2. MATERIALS AND METHODS

2.1. Study species and population

Northern wheatears (hereafter wheatears) are small, long‐distant migrant passerines wintering south of the Sahara. They are ground foraging birds with a main distribution in habitats consisting of sparse ground vegetation, being generalists feeding on a range of, mainly, arthropods (primary diet consisting of prey items belonging to Coleoptera, Hymenoptera, Lepidoptera, Orthoptera, Hemiptera, Diptera, Araneae; Cramp, 1988). For feeding nestlings, they rely to a large extent on insect larvae (frequently Lepidoptera, Diptera, Coleoptera; Cramp, 1988; van Oosten, 2016; D. Arlt & T. Pärt, unpublished data), and food has been shown to be a limiting factor for wheatear fitness (Seward, Beale, Gilbert, Jones, & Thomas, 2013). We use data from a long‐term population study of wheatears (20 years, 1993–2012) breeding in a heterogeneous agricultural landscape in southern central Sweden (59°50′N, 17°50′E), where they occupy a mosaic of farmland habitats (pastures, farmyards, crop fields, unmanaged grassland; Arlt, Forslund, Jeppsson, & Pärt, 2008). Territories were characterized by vegetation structure describing the height of the ground vegetation layer (field layer height) and categorized as having either a short (<5 cm throughout the breeding season) or tall field layer (growing >15 cm during late incubation and nestling care; Pärt, 2001; Arlt & Pärt, 2007). Wheatears prefer foraging in habitat patches with short field layers (Cramp, 1988; Tye, 1992; own observations), which are positively related to prey availability (Tye, 1992). Reproductive performance and subsequent adult survival is lower for pairs breeding in tall as compared to short field layers (Arlt & Pärt, 2007; Arlt et al., 2008; Low, Arlt, Eggers, & Pärt, 2010; Pärt, 2001). Breeding time was defined by lay date, that is, the date the first egg was laid. For more details of our study area, study population, and basic procedures for data collection, see Supporting Information.

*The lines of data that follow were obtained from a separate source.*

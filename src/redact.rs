use once_cell::sync::Lazy;
use regex::Regex;

#[derive(Default, Debug, Clone, Copy)]
pub struct RedactionStats {
    pub matches: usize,
}
impl std::ops::AddAssign for RedactionStats {
    fn add_assign(&mut self, rhs: Self) {
        self.matches += rhs.matches;
    }
}

pub fn redact_text(input: &str) -> (String, RedactionStats) {
    let mut out = input.to_string();
    let mut stats = RedactionStats::default();

    // Emails
    static EMAIL: Lazy<Regex> =
        Lazy::new(|| Regex::new(r"(?i)\b([A-Z0-9._%+-]+)@([A-Z0-9.-]+\.[A-Z]{2,})\b").unwrap());
    out = EMAIL
        .replace_all(&out, |caps: &regex::Captures| {
            stats.matches += 1;
            let user = &caps[1];
            let domain = &caps[2];
            let masked_user = mask_mid(user, 1);
            format!("{}@{}", masked_user, domain)
        })
        .to_string();

    // Possible credit card numbers: sequences of 12-19 digits optionally separated by spaces/dashes
    static CC: Lazy<Regex> = Lazy::new(|| Regex::new(r"\b(?:\d[ -]*?){12,19}\b").unwrap());
    out = CC
        .replace_all(&out, |caps: &regex::Captures| {
            let raw = caps.get(0).unwrap().as_str();
            let digits: String = raw.chars().filter(|c| c.is_ascii_digit()).collect();
            if luhn_check(&digits) {
                stats.matches += 1;
                let last4 = &digits[digits.len().saturating_sub(4)..];
                format!("CC_MASKED_LAST4_{}", last4)
            } else {
                raw.to_string()
            }
        })
        .to_string();

    // Phone numbers: mask groups of 7-15 digits
    static PHONE: Lazy<Regex> = Lazy::new(|| {
        // Match phone numbers that are not preceded by another digit (look-behind unsupported)
        Regex::new(r"(?m)(^|[^\d])(\+?\d[\d \-]{6,}\d)").unwrap()
    });
    out = PHONE
        .replace_all(&out, |caps: &regex::Captures| {
            stats.matches += 1;
            let prefix = caps.get(1).unwrap().as_str();
            let raw = caps.get(2).unwrap().as_str();
            format!("{}{}", prefix, mask_digits(raw))
        })
        .to_string();

    (out, stats)
}

fn mask_mid(s: &str, keep: usize) -> String {
    if s.len() <= keep {
        return "*".repeat(s.len());
    }
    let mut out = String::with_capacity(s.len());
    for (i, ch) in s.chars().enumerate() {
        if i < keep || i >= s.len().saturating_sub(keep) {
            out.push(ch);
        } else {
            out.push('*');
        }
    }
    out
}

fn mask_digits(s: &str) -> String {
    let mut count = 0;
    let mut out = String::with_capacity(s.len());
    for ch in s.chars() {
        if ch.is_ascii_digit() {
            count += 1;
            if count > 2 {
                out.push('x');
            } else {
                out.push(ch);
            }
        } else {
            out.push(ch);
        }
    }
    out
}

// Luhn algorithm for validating credit card numbers
pub fn luhn_check(digits: &str) -> bool {
    if digits.len() < 12 || digits.len() > 19 {
        return false;
    }
    let mut sum = 0;
    let mut alternate = false;
    for ch in digits.chars().rev() {
        if let Some(mut n) = ch.to_digit(10) {
            if alternate {
                n *= 2;
                if n > 9 {
                    n -= 9;
                }
            }
            sum += n;
            alternate = !alternate;
        } else {
            return false;
        }
    }
    sum % 10 == 0
}

#[cfg(test)]
mod tests {
    use super::*;
    #[test]
    fn test_luhn() {
        assert!(luhn_check("4242424242424242"));
        assert!(!luhn_check("1234567890123456"));
    }
}
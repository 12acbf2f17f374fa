//! Protocol translation layer: a unified pivot representation plus
//! per-protocol adapters, grounded on
//! `other_examples/56eafc9a_grafbase-nexus__crates-llm-src-messages-unified.rs.rs`'s
//! module split (spec §4.6).

pub mod anthropic;
pub mod openai_chat;
pub mod responses;
pub mod shell;
pub mod stream;
pub mod unified;

pub use stream::{RequiredToolCall, ResponseEvent, ResponseStreamTranslator};
pub use unified::{
    UnifiedBlock, UnifiedContent, UnifiedFinishReason, UnifiedMessage, UnifiedRequest, UnifiedRole, UnifiedTool,
    UnifiedToolCall,
};

/// The wire protocol a client spoke on ingress, so the pipeline knows which
/// adapter to translate back through on the way out.
#[derive(Debug, Clone, Copy, PartialEq, Eq)]
pub enum WireProtocol {
    OpenAIChat,
    OpenAIResponses,
    AnthropicMessages,
}

/// Normalizes any supported wire request into the unified pivot.
pub fn to_unified_messages(protocol: WireProtocol, body: &serde_json::Value) -> anyhow::Result<Vec<UnifiedMessage>> {
    match protocol {
        WireProtocol::OpenAIChat => {
            let req: openai_chat::ChatCompletionRequest = serde_json::from_value(body.clone())?;
            Ok(req.messages.iter().map(openai_chat::chat_message_to_unified).collect())
        }
        WireProtocol::OpenAIResponses => {
            let mut req: responses::ResponsesRequest = serde_json::from_value(body.clone())?;
            responses::lift_response_format(&mut req);
            Ok(responses::responses_input_to_unified(&req))
        }
        WireProtocol::AnthropicMessages => {
            let req: anthropic::AnthropicRequest = serde_json::from_value(body.clone())?;
            Ok(anthropic::anthropic_to_chat(req.system.as_deref(), &req.messages))
        }
    }
}
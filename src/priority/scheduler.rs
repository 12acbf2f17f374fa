//! Scheduler loop: strict / weighted-fair / hybrid dequeue, starvation
//! prevention, and preemption (spec §4.2).

use std::collections::HashMap;
use std::sync::atomic::{AtomicBool, Ordering};
use std::sync::Arc;
use std::time::{Duration, Instant};

use dashmap::DashMap;
use rand::Rng;
use serde::{Deserialize, Serialize};
use tokio::sync::{oneshot, Mutex, Notify};
use tokio::time::timeout;

use crate::error::GatewayError;
use crate::model::{AdmissionResult, GatewayRequest};
use crate::priority::queue::PriorityQueues;

#[derive(Debug, Clone, Copy, PartialEq, Eq, Serialize, Deserialize)]
#[serde(rename_all = "snake_case")]
pub enum SchedulingPolicy {
    StrictPriority,
    WeightedFair,
    Hybrid,
}

/// Cooperative cancellation handle handed to an admitted request's task.
#[derive(Clone)]
pub struct CancelHandle {
    cancelled: Arc<AtomicBool>,
    notify: Arc<Notify>,
}

impl CancelHandle {
    fn new() -> Self {
        Self {
            cancelled: Arc::new(AtomicBool::new(false)),
            notify: Arc::new(Notify::new()),
        }
    }

    pub fn is_cancelled(&self) -> bool {
        self.cancelled.load(Ordering::Acquire)
    }

    pub async fn cancelled(&self) {
        if self.is_cancelled() {
            return;
        }
        self.notify.notified().await;
    }

    fn fire(&self) {
        self.cancelled.store(true, Ordering::Release);
        self.notify.notify_waiters();
    }
}

struct ActiveEntry {
    priority: u8,
    cancelable: bool,
    handle: CancelHandle,
}

/// Registry of currently-admitted requests, consulted by preemption.
pub struct ActiveRegistry {
    entries: DashMap<String, ActiveEntry>,
}

impl ActiveRegistry {
    fn new() -> Self {
        Self {
            entries: DashMap::new(),
        }
    }

    pub fn register(&self, request_id: &str, priority: u8, cancelable: bool) -> CancelHandle {
        let handle = CancelHandle::new();
        self.entries.insert(
            request_id.to_string(),
            ActiveEntry {
                priority,
                cancelable,
                handle: handle.clone(),
            },
        );
        handle
    }

    pub fn unregister(&self, request_id: &str) {
        self.entries.remove(request_id);
    }

    pub fn handle_of(&self, request_id: &str) -> Option<CancelHandle> {
        self.entries.get(request_id).map(|e| e.handle.clone())
    }

    /// Selects and cancels the best preemption victim: among entries whose
    /// tier is in `preempt_priorities` and numerically greater (lower
    /// urgency) than `incoming_priority`, the one with the numerically
    /// largest priority. Returns whether a victim was found and cancelled.
    fn preempt_one(&self, incoming_priority: u8, preempt_priorities: &[u8]) -> bool {
        let mut victim: Option<(String, u8)> = None;
        for entry in self.entries.iter() {
            let e = entry.value();
            if !e.cancelable {
                continue;
            }
            if !preempt_priorities.contains(&e.priority) {
                continue;
            }
            if e.priority <= incoming_priority {
                continue;
            }
            if victim.as_ref().map(|(_, p)| e.priority > *p).unwrap_or(true) {
                victim = Some((entry.key().clone(), e.priority));
            }
        }
        if let Some((id, _)) = victim {
            if let Some(e) = self.entries.get(&id) {
                e.handle.fire();
            }
            self.entries.remove(&id);
            true
        } else {
            false
        }
    }
}

pub struct SchedulerConfig {
    pub policy: SchedulingPolicy,
    pub starvation_timeout: Option<Duration>,
    pub preemption_enabled: bool,
    pub preempt_priorities: Vec<u8>,
    pub queue_poll_interval: Duration,
}

/// Owns the queues, the active registry, and the background dequeue loop.
/// Cloneable handle passed to HTTP handlers to submit + await admission.
#[derive(Clone)]
pub struct SchedulerHandle {
    queues: Arc<PriorityQueues>,
    registry: Arc<ActiveRegistry>,
    config: Arc<SchedulerConfig>,
    /// Weighted-fair deficit counters, one per tier.
    deficits: Arc<Mutex<HashMap<u8, f64>>>,
}

impl SchedulerHandle {
    pub fn new(queues: Arc<PriorityQueues>, config: SchedulerConfig) -> Self {
        Self {
            queues,
            registry: Arc::new(ActiveRegistry::new()),
            config: Arc::new(config),
            deficits: Arc::new(Mutex::new(HashMap::new())),
        }
    }

    pub fn active_registry(&self) -> Arc<ActiveRegistry> {
        self.registry.clone()
    }

    /// Looks up the cancel handle for a currently-admitted request, so a
    /// handler can select on it while awaiting the upstream response.
    pub fn cancel_handle(&self, request_id: &str) -> Option<CancelHandle> {
        self.registry.handle_of(request_id)
    }

    /// Unregisters a completed request from the active registry.
    pub fn complete(&self, request_id: &str) {
        self.registry.unregister(request_id);
    }

    /// Spawns the background dequeue loop. One call per process.
    pub fn spawn_loop<F>(&self, mut on_dequeue: F)
    where
        F: FnMut(GatewayRequest) + Send + 'static,
    {
        let queues = self.queues.clone();
        let config = self.config.clone();
        let deficits = self.deficits.clone();
        tokio::spawn(async move {
            loop {
                if let Some(req) = Self::dequeue_next(&queues, &config, &deficits).await {
                    on_dequeue(req);
                } else {
                    // Jitter the idle poll so many empty-queue workers don't
                    // all wake on the same tick.
                    let jitter_ms = rand::thread_rng().gen_range(0..=config.queue_poll_interval.as_millis() as u64 / 5);
                    tokio::time::sleep(config.queue_poll_interval + Duration::from_millis(jitter_ms)).await;
                }
            }
        });
    }

    async fn dequeue_next(
        queues: &Arc<PriorityQueues>,
        config: &Arc<SchedulerConfig>,
        deficits: &Arc<Mutex<HashMap<u8, f64>>>,
    ) -> Option<GatewayRequest> {
        match config.policy {
            SchedulingPolicy::StrictPriority => Self::dequeue_strict(queues).await,
            SchedulingPolicy::WeightedFair => Self::dequeue_weighted_fair(queues, deficits).await,
            SchedulingPolicy::Hybrid => {
                let levels = queues.tier_levels().await;
                if let Some(&tier0) = levels.first() {
                    if let Some(req) = queues.dequeue_tier(tier0).await {
                        return Some(req);
                    }
                }
                Self::dequeue_weighted_fair_excluding(queues, deficits, levels.first().copied())
                    .await
            }
        }
    }

    async fn dequeue_strict(queues: &Arc<PriorityQueues>) -> Option<GatewayRequest> {
        for tier in queues.tier_levels().await {
            if let Some(req) = queues.dequeue_tier(tier).await {
                return Some(req);
            }
        }
        None
    }

    async fn dequeue_weighted_fair(
        queues: &Arc<PriorityQueues>,
        deficits: &Arc<Mutex<HashMap<u8, f64>>>,
    ) -> Option<GatewayRequest> {
        Self::dequeue_weighted_fair_excluding(queues, deficits, None).await
    }

    async fn dequeue_weighted_fair_excluding(
        queues: &Arc<PriorityQueues>,
        deficits: &Arc<Mutex<HashMap<u8, f64>>>,
        exclude: Option<u8>,
    ) -> Option<GatewayRequest> {
        let levels: Vec<u8> = queues
            .tier_levels()
            .await
            .into_iter()
            .filter(|t| Some(*t) != exclude)
            .collect();
        if levels.is_empty() {
            return None;
        }

        let mut non_empty = Vec::new();
        for tier in &levels {
            if !queues.is_tier_empty(*tier).await {
                non_empty.push(*tier);
            }
        }
        if non_empty.is_empty() {
            return None;
        }

        let mut deficits = deficits.lock().await;
        for tier in &non_empty {
            let weight = queues.tier_weight(*tier).await as f64;
            *deficits.entry(*tier).or_insert(0.0) += weight;
        }

        let chosen = *non_empty
            .iter()
            .max_by(|a, b| {
                deficits
                    .get(a)
                    .unwrap_or(&0.0)
                    .partial_cmp(deficits.get(b).unwrap_or(&0.0))
                    .unwrap()
            })
            .unwrap();

        let req = queues.dequeue_tier(chosen).await;
        if let Some(req) = &req {
            let cost = req.cost_units();
            if let Some(d) = deficits.get_mut(&chosen) {
                *d -= cost;
            }
        }
        req
    }

    /// Submits a request for scheduling and blocks (up to its queue timeout)
    /// until the scheduler admits it, times it out, or preempts it.
    pub async fn submit(
        &self,
        tier: u8,
        env: Option<&str>,
        mut build: impl FnMut(oneshot::Sender<AdmissionResult>) -> GatewayRequest,
        queue_timeout: Duration,
    ) -> Result<(), GatewayError> {
        let (tx, rx) = oneshot::channel();
        let req = build(tx);
        if let Err(_rejected) = self.queues.enqueue(tier, env, req).await {
            return Err(GatewayError::QueueFull);
        }

        match timeout(queue_timeout, rx).await {
            Ok(Ok(AdmissionResult::Admitted)) => Ok(()),
            Ok(Ok(AdmissionResult::Preempted)) => Err(GatewayError::ServiceUnavailable(
                "request preempted by higher-priority traffic".into(),
            )),
            Ok(Ok(AdmissionResult::CapacityExceeded)) => Err(GatewayError::CapacityExceeded),
            Ok(Ok(AdmissionResult::TimedOut)) | Ok(Err(_)) => Err(GatewayError::QueueTimeout),
            Ok(Ok(AdmissionResult::QueueFull)) => Err(GatewayError::QueueFull),
            Err(_) => Err(GatewayError::QueueTimeout),
        }
    }

    /// Attempts to free capacity for a new admission of `priority` by
    /// cancelling one eligible active victim. Returns true if a victim was
    /// cancelled.
    pub fn try_preempt_for(&self, priority: u8) -> bool {
        if !self.config.preemption_enabled {
            return false;
        }
        self.registry
            .preempt_one(priority, &self.config.preempt_priorities)
    }

    /// Spawns the background starvation-prevention task: every
    /// `starvation_timeout`, walks the queues and raises the tier of any
    /// request that has waited that long since it was enqueued or last
    /// boosted. A no-op if starvation prevention isn't configured.
    pub fn spawn_aging_loop(&self) {
        let Some(timeout) = self.config.starvation_timeout else {
            return;
        };
        let queues = self.queues.clone();
        tokio::spawn(async move {
            loop {
                tokio::time::sleep(timeout).await;
                let boosted = queues.age_requests(timeout).await;
                if boosted > 0 {
                    tracing::debug!(boosted, "starvation prevention boosted queued requests");
                }
            }
        });
    }
}

#[cfg(test)]
mod tests {
    use super::*;
    use crate::model::PriorityQueueConfig;

    fn cfg(level: u8, weight: u32) -> PriorityQueueConfig {
        PriorityQueueConfig {
            level,
            name: format!("tier-{level}"),
            max_depth: 100,
            timeout: Duration::from_secs(30),
            weight,
            enable_subqueues: false,
        }
    }

    fn req(id: &str, tier: u8, tx: oneshot::Sender<AdmissionResult>) -> GatewayRequest {
        GatewayRequest {
            id: id.to_string(),
            priority: tier,
            weight: 1,
            estimated_tokens: 10,
            account_id: "a".into(),
            team_id: None,
            environment: None,
            model: "gpt-4".into(),
            cancelable: true,
            deadline: Instant::now() + Duration::from_secs(30),
            enqueued_at: Instant::now(),
            last_boosted_at: Instant::now(),
            result_tx: Some(tx),
        }
    }

    #[tokio::test]
    async fn strict_priority_dequeues_smallest_tier_first() {
        let queues = Arc::new(PriorityQueues::new(vec![cfg(0, 1), cfg(1, 1), cfg(3, 1)]));
        for (id, tier) in [("A", 3), ("B", 0), ("C", 3), ("D", 1)] {
            let (tx, _rx) = oneshot::channel();
            queues.enqueue(tier, None, req(id, tier, tx)).await.unwrap();
        }
        let mut order = vec![];
        for _ in 0..4 {
            if let Some(r) = SchedulerHandle::dequeue_strict(&queues).await {
                order.push(r.id);
            }
        }
        assert_eq!(order, vec!["B", "D", "A", "C"]);
    }

    #[test]
    fn preemption_picks_numerically_largest_eligible_priority() {
        let registry = ActiveRegistry::new();
        let _h1 = registry.register("low", 3, true);
        let _h2 = registry.register("mid", 2, true);
        let _h3 = registry.register("protected", 5, false);
        let preempted = registry.preempt_one(1, &[2, 3, 4]);
        assert!(preempted);
        assert!(registry.entries.get("low").is_none());
        assert!(registry.entries.get("mid").is_some());
    }
}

2.2. Demographic variables and nestling condition

All demographic data, used to derive the links between breeding time and fitness, were based on data from the central 40 km2 part of our study area where on average 90 pairs breed every year (range 55–126). This allowed us to reduce effects of a limited study area on estimates of recruitment and adult survival (Doligez & Pärt, 2008) because we monitored all individuals dispersing within 2–6 km from the central area. Adults disperse short distances between breeding seasons (median distance males: 308 m, females: 352 m; Arlt & Pärt, 2008), and annual resighting probability was high (males: 0.98, females: 0.89; Low et al., 2010). All potential breeding sites of wheatears in the central part of our study area were monitored every third to fifth day throughout the breeding season (see also Supporting Information). We are therefore confident we found all breeding attempts in the central part of the study area, including renesting attempts and second broods.

We used reproductive data from first nest attempts. After nest failure, some pairs lay replacement clutches (average 20%). True second broods after successful nests were rare (0–3 per year). Analyzing total seasonal reproductive success, that is, including renesting attempts and second broods, did not qualitatively change results (details not shown). We analyzed nestling weight (for nestlings aged 5–7 days old) as a proxy of nestling condition and the following demographic variables: nest success (failed vs. successful, i.e., 0 vs. ≥1 fledgling), number of fledglings, number of local recruits, and adult male and female apparent survival (for details see Supporting Information). In our estimates of fledgling and recruit production, we included data from nest attempts that failed after hatching, which is justified because effects of reduced food availability may not only be reflected by a reduced number of offspring but also increased probability of nest failure (e.g., Duncan Rastogi, Zanette, & Clinchy, 2006). Nests that failed before hatching were excluded because the primary reason for those failures was not linked to food availability (predominantly due to predation of eggs and adults; Low et al., 2010; including those failures did not qualitatively change results).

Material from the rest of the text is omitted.